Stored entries
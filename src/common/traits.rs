//! Shared traits and interfaces
//!
//! Seams between the engine and its environment: where time and server
//! seeds come from, and where settled games are kept for later verification.

use crate::common::types::PlayerId;
use crate::games::fairness::ServerSeed;
use crate::games::settlement::SettlementRecord;
use chrono::{DateTime, Duration, Utc};
use std::sync::{Mutex, PoisonError};

/// Time source for withdrawal windows and record timestamps
pub trait Clock: Send + Sync {
    fn now(&self) -> DateTime<Utc>;
}

/// Wall-clock time
#[derive(Debug, Default, Clone, Copy)]
pub struct SystemClock;

impl Clock for SystemClock {
    fn now(&self) -> DateTime<Utc> {
        Utc::now()
    }
}

/// Manually driven clock for tests and simulations
#[derive(Debug)]
pub struct ManualClock {
    now: Mutex<DateTime<Utc>>,
}

impl ManualClock {
    pub fn new(start: DateTime<Utc>) -> Self {
        Self {
            now: Mutex::new(start),
        }
    }

    pub fn advance(&self, by: Duration) {
        let mut now = self.now.lock().unwrap_or_else(PoisonError::into_inner);
        *now += by;
    }

    pub fn set(&self, to: DateTime<Utc>) {
        *self.now.lock().unwrap_or_else(PoisonError::into_inner) = to;
    }
}

impl Clock for ManualClock {
    fn now(&self) -> DateTime<Utc> {
        *self.now.lock().unwrap_or_else(PoisonError::into_inner)
    }
}

/// Where new server seeds come from when a commitment is drawn
pub trait SeedSource: Send + Sync {
    fn server_seed(&self) -> ServerSeed;
}

/// Operating system RNG
#[derive(Debug, Default, Clone, Copy)]
pub struct OsSeedSource;

impl SeedSource for OsSeedSource {
    fn server_seed(&self) -> ServerSeed {
        ServerSeed::generate()
    }
}

/// Hands out a fixed list of seeds in order, then repeats the last one.
///
/// Boards stay distinct across games because every game has its own nonce.
/// Only for tests and replays: anyone holding the list knows every board.
#[derive(Debug)]
pub struct FixedSeedSource {
    seeds: Vec<ServerSeed>,
    next: Mutex<usize>,
}

impl FixedSeedSource {
    pub fn new(seed: ServerSeed) -> Self {
        Self::sequence(vec![seed])
    }

    /// An empty list falls back to the OS RNG
    pub fn sequence(seeds: Vec<ServerSeed>) -> Self {
        Self {
            seeds,
            next: Mutex::new(0),
        }
    }
}

impl SeedSource for FixedSeedSource {
    fn server_seed(&self) -> ServerSeed {
        let mut next = self.next.lock().unwrap_or_else(PoisonError::into_inner);
        let seed = self.seeds.get(*next).or_else(|| self.seeds.last()).cloned();
        *next = next.saturating_add(1);
        seed.unwrap_or_else(ServerSeed::generate)
    }
}

/// Destination for settled games (audit and verification history)
pub trait GameArchive: Send + Sync {
    /// Store a settled game; called exactly once per game
    fn archive(&self, record: SettlementRecord);

    /// All settled games of a player, oldest first
    fn history(&self, player: &PlayerId) -> Vec<SettlementRecord>;

    /// Look up a settled game by its id
    fn find(&self, game_id: &str) -> Option<SettlementRecord>;

    /// Number of settled games across all players
    fn len(&self) -> usize;

    fn is_empty(&self) -> bool {
        self.len() == 0
    }
}
//! Board generation from a game digest.
//!
//! Mines are drawn with a partial Fisher-Yates shuffle: draw `i` takes
//! `j = hash_i mod (n - i)` over the not-yet-chosen prefix and swaps the pick
//! to the end of that prefix. Every `hash_i` is the first eight bytes of
//! `SHA-256(digest || i_be)`, so the whole layout is a pure function of the
//! digest and the board parameters.

use crate::errors::GameError;
use sha2::{Digest, Sha256};
use std::collections::BTreeSet;

/// Smallest board: a 2x2 grid
pub const MIN_TILES: u32 = 4;

/// The `i`-th draw of the sub-digest stream
pub fn sub_digest(digest: &[u8; 32], i: u32) -> u64 {
    let mut hasher = Sha256::new();
    hasher.update(digest);
    hasher.update(i.to_be_bytes());
    let out = hasher.finalize();

    let mut word = [0u8; 8];
    word.copy_from_slice(&out[..8]);
    u64::from_be_bytes(word)
}

/// Side length of a square board, `None` if `tile_count` is not a perfect square
pub fn grid_side(tile_count: u32) -> Option<u32> {
    let side = (tile_count as f64).sqrt().round() as u32;
    [side.saturating_sub(1), side, side + 1]
        .into_iter()
        .find(|s| s.checked_mul(*s) == Some(tile_count))
}

/// Structural checks every board must pass regardless of configuration
pub fn validate_board(tile_count: u32, mine_count: u32) -> Result<(), GameError> {
    let invalid = |reason: &str| GameError::InvalidBoardParameters {
        tile_count,
        mine_count,
        reason: reason.to_string(),
    };

    if tile_count < MIN_TILES {
        return Err(invalid("board needs at least 4 tiles"));
    }
    if grid_side(tile_count).is_none() {
        return Err(invalid("tile count must be a perfect square"));
    }
    if mine_count == 0 || mine_count >= tile_count {
        return Err(invalid("mine count must be between 1 and tile count - 1"));
    }
    Ok(())
}

/// Deterministically place `mine_count` mines on `tile_count` tiles
pub fn generate_mine_positions(
    digest: &[u8; 32],
    tile_count: u32,
    mine_count: u32,
) -> Result<BTreeSet<u32>, GameError> {
    validate_board(tile_count, mine_count)?;

    let mut positions: Vec<u32> = (0..tile_count).collect();
    let mut mines = BTreeSet::new();

    for i in 0..mine_count {
        let remaining = tile_count - i;
        let j = (sub_digest(digest, i) % u64::from(remaining)) as usize;
        let last = (remaining - 1) as usize;
        positions.swap(j, last);
        mines.insert(positions[last]);
    }

    Ok(mines)
}

/// Fixed mine layout of one game
#[derive(Clone, Debug, PartialEq, Eq)]
pub struct Board {
    mines: BTreeSet<u32>,
}

impl Board {
    pub fn generate(digest: &[u8; 32], tile_count: u32, mine_count: u32) -> Result<Self, GameError> {
        let mines = generate_mine_positions(digest, tile_count, mine_count)?;
        Ok(Self { mines })
    }

    pub fn mine_count(&self) -> u32 {
        self.mines.len() as u32
    }

    pub fn is_mine(&self, index: u32) -> bool {
        self.mines.contains(&index)
    }

    pub fn mine_positions(&self) -> Vec<u32> {
        self.mines.iter().copied().collect()
    }
}
//! Engine counters

use crate::common::types::Amount;
use crate::games::types::GameState;
use serde::{Deserialize, Serialize};
use std::sync::atomic::{AtomicU64, Ordering};
use std::time::{Duration, Instant};

pub struct EngineMetrics {
    start_time: Instant,
    games_started: AtomicU64,
    games_lost: AtomicU64,
    games_won: AtomicU64,
    games_cashed_out: AtomicU64,
    reveals: AtomicU64,
    rejected_requests: AtomicU64,
    total_wagered: AtomicU64,
    total_paid_out: AtomicU64,
    total_deposited: AtomicU64,
    total_withdrawn: AtomicU64,
}

impl EngineMetrics {
    pub fn new() -> Self {
        Self {
            start_time: Instant::now(),
            games_started: AtomicU64::new(0),
            games_lost: AtomicU64::new(0),
            games_won: AtomicU64::new(0),
            games_cashed_out: AtomicU64::new(0),
            reveals: AtomicU64::new(0),
            rejected_requests: AtomicU64::new(0),
            total_wagered: AtomicU64::new(0),
            total_paid_out: AtomicU64::new(0),
            total_deposited: AtomicU64::new(0),
            total_withdrawn: AtomicU64::new(0),
        }
    }

    fn add(counter: &AtomicU64, amount: Amount) {
        let _ = counter.fetch_update(Ordering::Relaxed, Ordering::Relaxed, |v| {
            Some(v.saturating_add(amount.base_units()))
        });
    }

    pub fn record_start(&self, stake: Amount) {
        self.games_started.fetch_add(1, Ordering::Relaxed);
        Self::add(&self.total_wagered, stake);
    }

    pub fn record_reveal(&self) {
        self.reveals.fetch_add(1, Ordering::Relaxed);
    }

    pub fn record_settlement(&self, state: GameState, payout: Amount) {
        let counter = match state {
            GameState::Lost => &self.games_lost,
            GameState::Won => &self.games_won,
            GameState::CashedOut => &self.games_cashed_out,
            GameState::Active => return,
        };
        counter.fetch_add(1, Ordering::Relaxed);
        Self::add(&self.total_paid_out, payout);
    }

    pub fn record_rejection(&self) {
        self.rejected_requests.fetch_add(1, Ordering::Relaxed);
    }

    pub fn record_deposit(&self, amount: Amount) {
        Self::add(&self.total_deposited, amount);
    }

    pub fn record_withdrawal(&self, amount: Amount) {
        Self::add(&self.total_withdrawn, amount);
    }

    pub fn uptime(&self) -> Duration {
        self.start_time.elapsed()
    }

    pub fn snapshot(&self) -> MetricsSnapshot {
        MetricsSnapshot {
            games_started: self.games_started.load(Ordering::Relaxed),
            games_lost: self.games_lost.load(Ordering::Relaxed),
            games_won: self.games_won.load(Ordering::Relaxed),
            games_cashed_out: self.games_cashed_out.load(Ordering::Relaxed),
            reveals: self.reveals.load(Ordering::Relaxed),
            rejected_requests: self.rejected_requests.load(Ordering::Relaxed),
            total_wagered: Amount::from_base_units(self.total_wagered.load(Ordering::Relaxed)),
            total_paid_out: Amount::from_base_units(self.total_paid_out.load(Ordering::Relaxed)),
            total_deposited: Amount::from_base_units(self.total_deposited.load(Ordering::Relaxed)),
            total_withdrawn: Amount::from_base_units(self.total_withdrawn.load(Ordering::Relaxed)),
            uptime_secs: self.uptime().as_secs(),
        }
    }
}

impl Default for EngineMetrics {
    fn default() -> Self {
        Self::new()
    }
}

#[derive(Debug, Clone, PartialEq, Serialize, Deserialize)]
pub struct MetricsSnapshot {
    pub games_started: u64,
    pub games_lost: u64,
    pub games_won: u64,
    pub games_cashed_out: u64,
    pub reveals: u64,
    pub rejected_requests: u64,
    pub total_wagered: Amount,
    pub total_paid_out: Amount,
    pub total_deposited: Amount,
    pub total_withdrawn: Amount,
    pub uptime_secs: u64,
}

impl MetricsSnapshot {
    pub fn games_settled(&self) -> u64 {
        self.games_lost + self.games_won + self.games_cashed_out
    }

    pub fn active_games(&self) -> u64 {
        self.games_started.saturating_sub(self.games_settled())
    }

    /// Paid out over wagered; stakes of running games count as wagered
    pub fn rtp(&self) -> f64 {
        if self.total_wagered.is_zero() {
            return 0.0;
        }
        self.total_paid_out.base_units() as f64 / self.total_wagered.base_units() as f64
    }
}

#[cfg(test)]
mod tests {
    use super::*;

    #[test]
    fn test_counters() {
        let metrics = EngineMetrics::new();
        metrics.record_start(Amount::tokens(2));
        metrics.record_start(Amount::tokens(2));
        metrics.record_reveal();
        metrics.record_settlement(GameState::Lost, Amount::ZERO);
        metrics.record_settlement(GameState::CashedOut, Amount::tokens(3));
        metrics.record_settlement(GameState::Active, Amount::tokens(100));
        metrics.record_rejection();

        let snapshot = metrics.snapshot();
        assert_eq!(snapshot.games_settled(), 2);
        assert_eq!(snapshot.active_games(), 0);
        assert_eq!(snapshot.total_paid_out, Amount::tokens(3));
        assert_eq!(snapshot.rejected_requests, 1);
        assert!((snapshot.rtp() - 0.75).abs() < 1e-12);
    }

    #[test]
    fn test_saturating_totals() {
        let metrics = EngineMetrics::new();
        metrics.record_deposit(Amount::from_base_units(u64::MAX));
        metrics.record_deposit(Amount::tokens(1));
        assert_eq!(metrics.snapshot().total_deposited, Amount::from_base_units(u64::MAX));
    }
}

--- Activity ---
From the first line of the records above to the line that contains "let mut now", quote each line exactly.

--- Task answer ---
filename src/common/traits.rs
//! Shared traits and interfaces
//!
//! Seams between the engine and its environment: where time and server
//! seeds come from, and where settled games are kept for later verification.

use crate::common::types::PlayerId;
use crate::games::fairness::ServerSeed;
use crate::games::settlement::SettlementRecord;
use chrono::{DateTime, Duration, Utc};
use std::sync::{Mutex, PoisonError};

/// Time source for withdrawal windows and record timestamps
pub trait Clock: Send + Sync {
    fn now(&self) -> DateTime<Utc>;
}

/// Wall-clock time
#[derive(Debug, Default, Clone, Copy)]
pub struct SystemClock;

impl Clock for SystemClock {
    fn now(&self) -> DateTime<Utc> {
        Utc::now()
    }
}

/// Manually driven clock for tests and simulations
#[derive(Debug)]
pub struct ManualClock {
    now: Mutex<DateTime<Utc>>,
}

impl ManualClock {
    pub fn new(start: DateTime<Utc>) -> Self {
        Self {
            now: Mutex::new(start),
        }
    }

    pub fn advance(&self, by: Duration) {
        let mut now = self.now.lock().unwrap_or_else(PoisonError::into_inner);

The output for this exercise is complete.